“Transcriptional Profiling of Pediatric Cardiac Stem Cells”
This grant is being funded by The Lauren Elise Memorial Foundation
Children with congenital heart disease and heart failure from cardiomyopathy represent some of our most fragile patients, yet many therapeutic and diagnostic challenges remain. While our clinical understanding of these disorders is robust, we have relatively little insight into the underlying molecular, cellular, and genetic events contributing to their disease. Resident stem cells have been identified in the hearts of both adult and pediatric patients, and to a limited extent, these cells support tissue homeostasis and repair. Strategies to promote cardiac regeneration remain at the research frontier for children with cardiomyopathy.
Our established research program has investigated the potential for pediatric heart-derived stem cells to repair cardiac injury. Previous work has demonstrated that these cells are capable of improving heart function in an animal model following ischemic injury, mimicking a heart attack. Two key observations were made during these studies; that the number of cardiac stem cells and their regenerative capacity declined sharply with age. Therefore, we propose to examine the associated genetic changes in these resident cardiac stem cells across the pediatric age spectrum in patients with congenital heart disease.
When children undergo heart surgery, a small piece of the heart is removed and discarded to permit the connection to the heart-lung bypass machine. These specimens can be collected for study and isolation of cardiac stem cells. We will collect specimens from three age groups, <1 month, between 1 month and 2 years, and over 2 years.
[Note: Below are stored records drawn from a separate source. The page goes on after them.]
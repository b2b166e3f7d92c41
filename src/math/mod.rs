/// 2D point type.
pub type Point2 = nalgebra::Point2<f64>;

/// 2D vector type.
pub type Vector2 = nalgebra::Vector2<f64>;

/// Global geometric tolerance for floating-point comparisons.
pub const TOLERANCE: f64 = 1e-10;

/// Slack allowed when deciding whether a sweep has reached its end value.
const SWEEP_EPSILON: f64 = 1e-9;

/// Rounds `value` to `decimals` decimal places, ties away from zero.
#[must_use]
pub fn round_to(value: f64, decimals: i32) -> f64 {
    let scale = 10f64.powi(decimals);
    let rounded = (value * scale).round() / scale;
    // Normalize -0.0 so rounded output compares and prints like zero.
    if rounded == 0.0 {
        0.0
    } else {
        rounded
    }
}

/// Yields `start, start + step, start + 2*step, ...` up to and including `end`.
///
/// Values are computed from an integer index rather than accumulated, so the
/// number of samples depends only on `(end - start) / step`. `step` must be
/// positive; callers validate this before sweeping.
pub fn sweep(start: f64, end: f64, step: f64) -> impl Iterator<Item = f64> {
    (0u32..)
        .map(move |i| start + f64::from(i) * step)
        .take_while(move |v| *v <= end + SWEEP_EPSILON)
}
In the first part of our study, we will collect two types of RNA from these stem cells, the “regular” mRNA, representing the complete set of genes that the cell has turned on, and a special set of tiny RNAs call microRNA (miRNA), which modify the function of other genes. We will profile these sequences against each other to identify the mRNA and miRNA that are differentially regulated during aging in pediatric patients. In the second part of our study, occurring at the same time, we will obtain samples from patients undergoing heart transplantation for heart failure. The stress of heart failure should activate the stem cells to stimulate repair, and we propose that they will be reprogrammed to resemble younger cells. We will examine these cells for evidence of replication, and compare their RNA profile to the RNA profile obtained from children of different ages in the first part of our study.
We hope to harness the ability of cardiac stem cells to regenerate damaged tissue by understanding their biology. New insight into the age-related decline in function may reveal novel approaches to increase their potential for repair in patients with congenital heart disease and heart failure.